Tuesday, September 17, 2019

Game 89: Tempest

Buy Tempest and about 90 other Atari games in the Atari Vault on Steam:

There are two things that make all the difference in the world when emulating Tempest.

First, you need a spinner controller. I’ve tried playing with a keyboard, mouse, joystick, trackpad, and was utterly hopeless. But the first time I played with a proper spinner, my score improved by an order of magnitude, and only got better with practice.

Second, you need a big monitor, and preferably one that can be rotated vertically. You’ve got to be able to see all the tiny objects coming at you, and without as much vertical real estate as you can get, this will be a struggle.

My SlikStik Tornado seems to have been made specifically with Tempest in mind. I don’t know what a genuine Atari spinner felt like, but the Tornado is weighty, has amazingly low friction, feels really precise in MAME, can spin for minutes on a single twist and yet stops easily. And I have a 4:3 20” rotatable monitor, which made an enormous difference. For comparison, I tried playing Tempest on my 13.3” laptop, and could barely see my targets in the distance until they were too close, and had poor control over my blaster with the touchpad.

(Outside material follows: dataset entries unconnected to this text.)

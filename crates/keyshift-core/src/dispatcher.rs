use crate::char_map::{CharLookup, UsAscii};
use crate::clock::{Clock, SystemClock};
use crate::config::KeymapConfig;
use crate::matcher::{KeyMatcher, MatchContext};
use crate::mod_tap::ModTapMatcher;
use crate::modifiers::ModifierTracker;
use crate::sequence::SequenceMatcher;
use crate::shift_level::ShiftLevelMatcher;
use crate::sink::OutputSink;
use crate::toggle::ToggleMatcher;
use crate::types::{Action, KeyCode, KeyEdge, KeyEvent, ModifierSet};
use std::time::Duration;
use tracing::{debug, info, trace};

/// Owns all engine state for the lifetime of the keyboard.
///
/// Events are processed one at a time and each one runs to completion: the
/// returned actions are the full effect of that event.
pub struct Dispatcher {
    tracker: ModifierTracker,
    matchers: Vec<Box<dyn KeyMatcher>>,
    chars: Box<dyn CharLookup + Send>,
    clock: Box<dyn Clock>,
    tap_timeout: Duration,
}

impl Dispatcher {
    pub fn new(config: KeymapConfig) -> Self {
        Self::with_parts(config, Box::new(UsAscii), Box::new(SystemClock))
    }

    pub fn with_parts(
        config: KeymapConfig,
        chars: Box<dyn CharLookup + Send>,
        clock: Box<dyn Clock>,
    ) -> Self {
        info!(
            "Dispatcher: {} mod-tap, {} shift-level, {} toggle, {} sequence keys, tap timeout {}ms.",
            config.mod_tap.len(),
            config.shift_level.len(),
            config.toggle.len(),
            config.sequence.len(),
            config.tap_timeout_ms
        );
        let tap_timeout = config.tap_timeout();

        // Priority order: a mod-tap key may be the Shift source later matchers read.
        let matchers: Vec<Box<dyn KeyMatcher>> = vec![
            Box::new(ModTapMatcher::new(config.mod_tap)),
            Box::new(ShiftLevelMatcher::new(config.shift_level)),
            Box::new(ToggleMatcher::new(config.toggle)),
            Box::new(SequenceMatcher::new(config.sequence)),
        ];

        Self {
            tracker: ModifierTracker::new(),
            matchers,
            chars,
            clock,
            tap_timeout,
        }
    }

    pub fn modifiers(&self) -> &ModifierTracker {
        &self.tracker
    }

    pub fn tap_timeout(&self) -> Duration {
        self.tap_timeout
    }

    /// Which matcher kind owns `key`, if any.
    pub fn owner_of(&self, key: KeyCode) -> Option<&'static str> {
        self.matchers
            .iter()
            .find(|m| m.claims(key))
            .map(|m| m.kind())
    }

    /// Stamps the transition with the clock and processes it.
    pub fn process_key(&mut self, key: KeyCode, pressed: bool) -> Vec<Action> {
        let event = KeyEvent::new(key, pressed, self.clock.now());
        self.on_event(event)
    }

    pub fn on_event(&mut self, event: KeyEvent) -> Vec<Action> {
        let mut out = Vec::new();

        // 1. Literal modifier keys feed the tracker before any matcher runs.
        if let Some(bit) = ModifierSet::from_keycode(event.key) {
            match event.edge {
                KeyEdge::Down => self.tracker.hold(bit, &mut out),
                KeyEdge::Up => self.tracker.unhold(bit, &mut out),
            }
            trace!("{} {:?}: held={:?}", event.key, event.edge, self.tracker.held());
            return out;
        }

        // 2. First matcher to claim the event handles it.
        let mut cx = MatchContext {
            tracker: &mut self.tracker,
            chars: self.chars.as_ref(),
            tap_timeout: self.tap_timeout,
        };
        for matcher in self.matchers.iter_mut() {
            if let Some(actions) = matcher.try_claim(&mut cx, &event) {
                debug!(
                    "{} {:?} claimed by {}: {:?}",
                    event.key,
                    event.edge,
                    matcher.kind(),
                    actions
                );
                return actions;
            }
        }

        // 3. Nobody claimed it: forward unchanged.
        trace!("{} {:?} forwarded", event.key, event.edge);
        out.push(Action::from_edge(event.key, event.edge));
        out
    }

    /// Processes `event` and hands every resulting action to `sink`, in order.
    pub fn drive(&mut self, event: KeyEvent, sink: &mut dyn OutputSink) -> usize {
        let actions = self.on_event(event);
        for action in &actions {
            sink.emit(*action);
        }
        actions.len()
    }
}
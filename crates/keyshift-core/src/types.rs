use bitflags::bitflags;
use serde::{Deserialize, Serialize};
use std::fmt;
use std::time::Instant;

/// QMK-style 16-bit keycode.
///
/// Values up to 0xFF are HID keyboard usages and are sent to the host as-is.
/// Values from [`KeyCode::SAFE_RANGE`] upward are user keycodes: they only
/// exist as logical key ids and have to be claimed by a matcher.
#[derive(Debug, Clone, Copy, PartialEq, Eq, Hash, PartialOrd, Ord, Serialize, Deserialize)]
#[serde(try_from = "KeyCodeRepr", into = "KeyCodeRepr")]
pub struct KeyCode(pub u16);

impl KeyCode {
    pub const SAFE_RANGE: u16 = 0x7E40;

    pub const fn user(n: u16) -> Self {
        Self(Self::SAFE_RANGE + n)
    }

    pub const fn is_user(self) -> bool {
        self.0 >= Self::SAFE_RANGE
    }

    /// 0xE0..=0xE7 (LCTRL through RGUI).
    pub const fn is_modifier(self) -> bool {
        self.0 >= 0xE0 && self.0 <= 0xE7
    }
}

impl fmt::Display for KeyCode {
    fn fmt(&self, f: &mut fmt::Formatter<'_>) -> fmt::Result {
        match crate::keycodes::name_of(*self) {
            Some(name) => f.write_str(name),
            None if self.is_user() => write!(f, "USER_{}", self.0 - Self::SAFE_RANGE),
            None => write!(f, "0x{:04X}", self.0),
        }
    }
}

/// Serialized form of a keycode: either a name (`"KC_A"`, `"USER_3"`) or a raw number.
#[derive(Debug, Clone, Serialize, Deserialize)]
#[serde(untagged)]
enum KeyCodeRepr {
    Num(u16),
    Name(String),
}

impl TryFrom<KeyCodeRepr> for KeyCode {
    type Error = String;

    fn try_from(repr: KeyCodeRepr) -> Result<Self, Self::Error> {
        match repr {
            KeyCodeRepr::Num(n) => Ok(KeyCode(n)),
            KeyCodeRepr::Name(name) => {
                KeyCode::from_name(&name).ok_or_else(|| format!("unknown keycode name: {}", name))
            }
        }
    }
}

impl From<KeyCode> for KeyCodeRepr {
    fn from(code: KeyCode) -> Self {
        if crate::keycodes::name_of(code).is_some() || code.is_user() {
            KeyCodeRepr::Name(code.to_string())
        } else {
            KeyCodeRepr::Num(code.0)
        }
    }
}

bitflags! {
    /// One bit per HID modifier usage: bit `i` is keycode `0xE0 + i`.
    #[derive(Debug, Clone, Copy, PartialEq, Eq, Hash, Default, Serialize, Deserialize)]
    #[serde(transparent)]
    pub struct ModifierSet: u8 {
        const LCTRL  = 0b0000_0001;
        const LSHIFT = 0b0000_0010;
        const LALT   = 0b0000_0100;
        const LGUI   = 0b0000_1000;
        const RCTRL  = 0b0001_0000;
        const RSHIFT = 0b0010_0000;
        const RALT   = 0b0100_0000;
        const RGUI   = 0b1000_0000;

        const CTRL  = Self::LCTRL.bits() | Self::RCTRL.bits();
        const SHIFT = Self::LSHIFT.bits() | Self::RSHIFT.bits();
        const ALT   = Self::LALT.bits() | Self::RALT.bits();
        const GUI   = Self::LGUI.bits() | Self::RGUI.bits();
    }
}

impl ModifierSet {
    pub fn from_keycode(code: KeyCode) -> Option<Self> {
        if code.is_modifier() {
            Some(Self::from_bits_retain(1 << (code.0 - 0xE0)))
        } else {
            None
        }
    }

    /// Modifier keycodes of the set, lowest bit first.
    ///
    /// Composite flags like `SHIFT` expand to both sides.
    pub fn keycodes(self) -> impl Iterator<Item = KeyCode> {
        let bits = self.bits();
        (0..8u16)
            .filter(move |i| bits & (1 << i) != 0)
            .map(|i| KeyCode(0xE0 + i))
    }
}

/// A single modifier, used where exactly one bit is meaningful.
#[derive(Debug, Clone, Copy, PartialEq, Eq, Hash, Serialize, Deserialize)]
pub enum ModifierBit {
    #[serde(rename = "LCTRL")]
    LeftCtrl,
    #[serde(rename = "LSHIFT")]
    LeftShift,
    #[serde(rename = "LALT")]
    LeftAlt,
    #[serde(rename = "LGUI")]
    LeftGui,
    #[serde(rename = "RCTRL")]
    RightCtrl,
    #[serde(rename = "RSHIFT")]
    RightShift,
    #[serde(rename = "RALT")]
    RightAlt,
    #[serde(rename = "RGUI")]
    RightGui,
}

impl ModifierBit {
    pub const fn set(self) -> ModifierSet {
        match self {
            ModifierBit::LeftCtrl => ModifierSet::LCTRL,
            ModifierBit::LeftShift => ModifierSet::LSHIFT,
            ModifierBit::LeftAlt => ModifierSet::LALT,
            ModifierBit::LeftGui => ModifierSet::LGUI,
            ModifierBit::RightCtrl => ModifierSet::RCTRL,
            ModifierBit::RightShift => ModifierSet::RSHIFT,
            ModifierBit::RightAlt => ModifierSet::RALT,
            ModifierBit::RightGui => ModifierSet::RGUI,
        }
    }

    pub const fn keycode(self) -> KeyCode {
        KeyCode(0xE0 + self.set().bits().trailing_zeros() as u16)
    }
}

impl From<ModifierBit> for ModifierSet {
    fn from(bit: ModifierBit) -> Self {
        bit.set()
    }
}

#[derive(Debug, Clone, Copy, PartialEq, Eq)]
pub enum KeyEdge {
    Down,
    Up,
}

/// A debounced key transition as delivered by the matrix scanner.
#[derive(Debug, Clone, Copy, PartialEq, Eq)]
pub struct KeyEvent {
    pub key: KeyCode,
    pub edge: KeyEdge,
    pub t: Instant,
}

impl KeyEvent {
    pub fn new(key: KeyCode, pressed: bool, t: Instant) -> Self {
        Self {
            key,
            edge: if pressed { KeyEdge::Down } else { KeyEdge::Up },
            t,
        }
    }

    pub fn pressed(&self) -> bool {
        self.edge == KeyEdge::Down
    }
}

/// Primitive output handed to the HID transport. Order is significant.
#[derive(Debug, Clone, Copy, PartialEq, Eq, Hash)]
pub enum Action {
    Press(KeyCode),
    Release(KeyCode),
}

impl Action {
    pub fn from_edge(code: KeyCode, edge: KeyEdge) -> Self {
        match edge {
            KeyEdge::Down => Action::Press(code),
            KeyEdge::Up => Action::Release(code),
        }
    }

    pub fn code(self) -> KeyCode {
        match self {
            Action::Press(c) | Action::Release(c) => c,
        }
    }
}

impl fmt::Display for Action {
    fn fmt(&self, f: &mut fmt::Formatter<'_>) -> fmt::Result {
        match self {
            Action::Press(c) => write!(f, "press({})", c),
            Action::Release(c) => write!(f, "release({})", c),
        }
    }
}

#[cfg(test)]
mod tests {
    use super::*;

    #[test]
    fn test_modifier_keycodes_ascending() {
        let set = ModifierSet::RSHIFT | ModifierSet::LCTRL | ModifierSet::LALT;
        let codes: Vec<u16> = set.keycodes().map(|c| c.0).collect();
        assert_eq!(codes, vec![0xE0, 0xE2, 0xE5]);
    }

    #[test]
    fn test_composite_shift_expands() {
        let codes: Vec<u16> = ModifierSet::SHIFT.keycodes().map(|c| c.0).collect();
        assert_eq!(codes, vec![0xE1, 0xE5]);
    }

    #[test]
    fn test_modifier_bit_keycode() {
        assert_eq!(ModifierBit::LeftCtrl.keycode(), KeyCode(0xE0));
        assert_eq!(ModifierBit::LeftShift.keycode(), KeyCode(0xE1));
        assert_eq!(ModifierBit::RightGui.keycode(), KeyCode(0xE7));
        assert_eq!(
            ModifierSet::from_keycode(KeyCode(0xE6)),
            Some(ModifierSet::RALT)
        );
        assert_eq!(ModifierSet::from_keycode(KeyCode(0x04)), None);
    }

    #[test]
    fn test_keycode_serde_accepts_names_and_numbers() {
        let codes: Vec<KeyCode> = serde_json::from_str(r#"["KC_A", 5, "USER_2"]"#).unwrap();
        assert_eq!(codes, vec![KeyCode(0x04), KeyCode(0x05), KeyCode::user(2)]);
        assert!(serde_json::from_str::<KeyCode>(r#""KC_NOPE""#).is_err());
    }

    #[test]
    fn test_modifier_set_serde() {
        let set: ModifierSet = serde_json::from_str(r#""LSHIFT | LALT""#).unwrap();
        assert_eq!(set, ModifierSet::LSHIFT | ModifierSet::LALT);
        let empty: ModifierSet = serde_json::from_str(r#""""#).unwrap();
        assert!(empty.is_empty());
    }
}
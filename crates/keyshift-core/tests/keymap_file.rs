use keyshift_core::keycodes::*;
use keyshift_core::{load_config, Action, Dispatcher, HidReport, KeyCode, KeyEdge, KeyEvent};
use pretty_assertions::assert_eq;
use std::path::PathBuf;
use std::time::{Duration, Instant};

const ESC_CTRL: KeyCode = KeyCode::user(20);
const PAREN_SHIFT: KeyCode = KeyCode::user(21);
const WORD_LEFT: KeyCode = KeyCode::user(22);

fn load_dispatcher() -> Dispatcher {
    let _ = tracing_subscriber::fmt().with_test_writer().try_init();

    let mut p = PathBuf::from(env!("CARGO_MANIFEST_DIR"));
    p.push("..");
    p.push("..");
    p.push("keymaps");
    p.push("kwf-extended.json");

    let config = load_config(&p).expect("load kwf-extended.json");
    Dispatcher::new(config)
}

fn at(t0: Instant, ms: u64) -> Instant {
    t0 + Duration::from_millis(ms)
}

fn run(d: &mut Dispatcher, key: KeyCode, edge: KeyEdge, t: Instant, out: &mut Vec<Action>) {
    out.extend(d.on_event(KeyEvent { key, edge, t }));
}

#[test]
fn rolled_key_does_not_cancel_tap() {
    let mut d = load_dispatcher();
    let t0 = Instant::now();
    let mut all = Vec::new();

    run(&mut d, ESC_CTRL, KeyEdge::Down, t0, &mut all);
    run(&mut d, KC_A, KeyEdge::Down, at(t0, 40), &mut all);
    run(&mut d, ESC_CTRL, KeyEdge::Up, at(t0, 120), &mut all);
    run(&mut d, KC_A, KeyEdge::Up, at(t0, 160), &mut all);

    assert_eq!(
        all,
        vec![
            Action::Press(KC_LCTRL),
            Action::Press(KC_A),
            Action::Release(KC_LCTRL),
            Action::Press(KC_ESCAPE),
            Action::Release(KC_ESCAPE),
            Action::Release(KC_A),
        ]
    );
}

#[test]
fn hold_past_timeout_is_modifier_only() {
    let mut d = load_dispatcher();
    let t0 = Instant::now();
    let mut all = Vec::new();

    run(&mut d, ESC_CTRL, KeyEdge::Down, t0, &mut all);
    run(&mut d, KC_C, KeyEdge::Down, at(t0, 350), &mut all);
    run(&mut d, KC_C, KeyEdge::Up, at(t0, 380), &mut all);
    run(&mut d, ESC_CTRL, KeyEdge::Up, at(t0, 400), &mut all);

    assert_eq!(
        all,
        vec![
            Action::Press(KC_LCTRL),
            Action::Press(KC_C),
            Action::Release(KC_C),
            Action::Release(KC_LCTRL),
        ]
    );
}

#[test]
fn tap_threshold_one_unit_either_side() {
    let t0 = Instant::now();

    let mut d = load_dispatcher();
    let mut all = Vec::new();
    run(&mut d, PAREN_SHIFT, KeyEdge::Down, t0, &mut all);
    run(&mut d, PAREN_SHIFT, KeyEdge::Up, at(t0, 299), &mut all);
    assert_eq!(
        all,
        vec![
            Action::Press(KC_LSHIFT),
            Action::Release(KC_LSHIFT),
            Action::Press(KC_LSHIFT),
            Action::Press(KC_9),
            Action::Release(KC_9),
            Action::Release(KC_LSHIFT),
        ]
    );

    let mut d = load_dispatcher();
    let mut all = Vec::new();
    run(&mut d, PAREN_SHIFT, KeyEdge::Down, t0, &mut all);
    run(&mut d, PAREN_SHIFT, KeyEdge::Up, at(t0, 301), &mut all);
    assert_eq!(
        all,
        vec![Action::Press(KC_LSHIFT), Action::Release(KC_LSHIFT)]
    );
}

#[test]
fn mod_tap_shift_selects_high_level() {
    // The Shift-holding mod-tap key is read by the capitalized '(' / '[' key.
    let mut d = load_dispatcher();
    let t0 = Instant::now();
    let mut report = HidReport::new();

    d.drive(KeyEvent::new(PAREN_SHIFT, true, t0), &mut report);
    d.drive(KeyEvent::new(KeyCode::user(4), true, at(t0, 350)), &mut report);
    assert!(report.is_down(KC_LBRACKET));
    assert!(!report.is_down(KC_LSHIFT));

    d.drive(KeyEvent::new(KeyCode::user(4), false, at(t0, 380)), &mut report);
    assert!(report.is_down(KC_LSHIFT));

    d.drive(KeyEvent::new(PAREN_SHIFT, false, at(t0, 400)), &mut report);
    assert!(report.is_clear());
}

#[test]
fn toggle_with_ctrl_shift() {
    let mut d = load_dispatcher();
    let t0 = Instant::now();
    let mut all = Vec::new();

    run(&mut d, KC_LCTRL, KeyEdge::Down, t0, &mut all);
    run(&mut d, KC_LSHIFT, KeyEdge::Down, t0, &mut all);
    all.clear();

    run(&mut d, WORD_LEFT, KeyEdge::Down, at(t0, 10), &mut all);
    assert_eq!(
        all,
        vec![
            Action::Release(KC_LCTRL),
            Action::Press(KC_LALT),
            Action::Press(KC_LEFT),
            Action::Release(KC_LALT),
            Action::Press(KC_LCTRL),
        ]
    );

    all.clear();
    run(&mut d, WORD_LEFT, KeyEdge::Up, at(t0, 20), &mut all);
    assert_eq!(
        all,
        vec![
            Action::Release(KC_LCTRL),
            Action::Press(KC_LALT),
            Action::Release(KC_LEFT),
            Action::Release(KC_LALT),
            Action::Press(KC_LCTRL),
        ]
    );
    assert!(d.modifiers().is_settled());
}
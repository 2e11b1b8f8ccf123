//! Error types for messaging and storage operations

use thiserror::Error;

/// Errors that can occur while talking to the message broker
#[derive(Debug, Error)]
pub enum MessagingError {
    /// NATS connection error
    #[error("NATS connection error: {0}")]
    NatsConnection(String),

    /// Publish error
    #[error("Publish error: {0}")]
    Publish(String),

    /// Subscribe error
    #[error("Subscribe error: {0}")]
    Subscribe(String),

    /// Serialization error
    #[error("Serialization error: {0}")]
    Serialization(String),

    /// Deserialization error
    #[error("Deserialization error: {0}")]
    Deserialization(String),

    /// No reply arrived before the exchange deadline
    #[error("Operation timed out: {0}")]
    Timeout(String),

    /// Nobody is listening on the request subject
    #[error("No responders on subject: {0}")]
    NoResponders(String),
}

/// Result type for messaging operations
pub type MessagingResult<T> = Result<T, MessagingError>;

impl From<serde_json::Error> for MessagingError {
    fn from(err: serde_json::Error) -> Self {
        MessagingError::Serialization(err.to_string())
    }
}

/// Errors raised by a resource repository backend
#[derive(Debug, Error)]
pub enum StorageError {
    /// The backend rejected or failed the operation
    #[error("Storage backend error: {0}")]
    Backend(String),

    /// A stored document could not be mapped to a resource
    #[error("Corrupt resource document: {0}")]
    Corrupt(String),
}

/// Result type for repository operations
pub type StorageResult<T> = Result<T, StorageError>;

#[cfg(feature = "mongodb")]
impl From<mongodb::error::Error> for StorageError {
    fn from(err: mongodb::error::Error) -> Self {
        StorageError::Backend(err.to_string())
    }
}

There are 16 levels in Tempest, and when you finish the last, a Möbius strip, the levels change color and loop at a higher difficulty. I wasn’t able to get that far.

It’s a really chaotic game, with so much happening on the screen that it’s overwhelming. Flippers, the red things that rise to the top of the well and try to grab you, caused most of my demises. It doesn’t take long before they move REALLY fast, and with enemies firing at you, and it’s hard to get a chance to shoot them before they reach your level and start moving around the edge of the well. You fire rapidly, but there’s a limit to how many of your bullets may be on screen, so it’s easy to inadvertently waste time by firing lots of shots down an alley that your target just moves away from. It’s better to move constantly and fire a bunch of shots down adjacent alleys, moving just fast enough that your shots don’t skip any of them. When flippers do reach the top of the well, sometimes you can kill them with your zapper weapon, but this doesn’t always work. And sometimes you can kill them by moving through them while shooting, but this also sometimes doesn’t work, and it if doesn’t, you die.


  1. In these posts about arcade games, I think it would be really interesting to see how your score changed with number of times played. I'm thinking maybe a scatterplot or something, and you can mark on it where you changed strategies or, in this case, controllers. Then you can compare between different games. For example, I imagine a game like Defender has a fairly gradual rise in score as you get more experienced, while in a game like QIX scores are probably more randomized.

    It's an idea I"m considering for my own blog, but I think it fits in way better with the concept of this one. Also, it would give you something quantitative to talk about for games where you don't have access to the source code or some other means of analyzing the mechanics.

    Also, thanks for the tip about the spinner, I'm going to try that out.

    1. It's an interesting idea, but I don't think I'd enjoy doing that. I do appreciate the suggestion, though. For what it's worth, I've often found that with these games, I'll reach a plateau where I can consistently hit a certain score, but only occasionally get much higher than that. This was even the case with Qix, where my second-highest score was over 62,000, but after beating that with 76,000, I couldn't even hit 62,000 again.

      In Tempest's case, you can see my prior high score, and that was the last round I played, because I resigned myself to that I'd probably never be able to beat that in a reasonable timeframe.

    2. Haha, I'm not sure if I'll enjoy it either. I'm going to try it out for a while and see if it's worth the trouble and may end up reaching the same conclusion as you have. I've been thinking a lot about difficulty curves... it's one thing to say that a game is difficult because it requires a lot of skill (again, Defender is my favorite example) and another thing to say that it's difficult because dumb luck only goes your way every once in a blue moon. I think QIX is closer to the latter category and if so, the aforementioned plot should be essentially random with occasional outliers.

      I've played Tempest, but not with the spinner and not enough times to really get a sense for how the difficulty curve goes.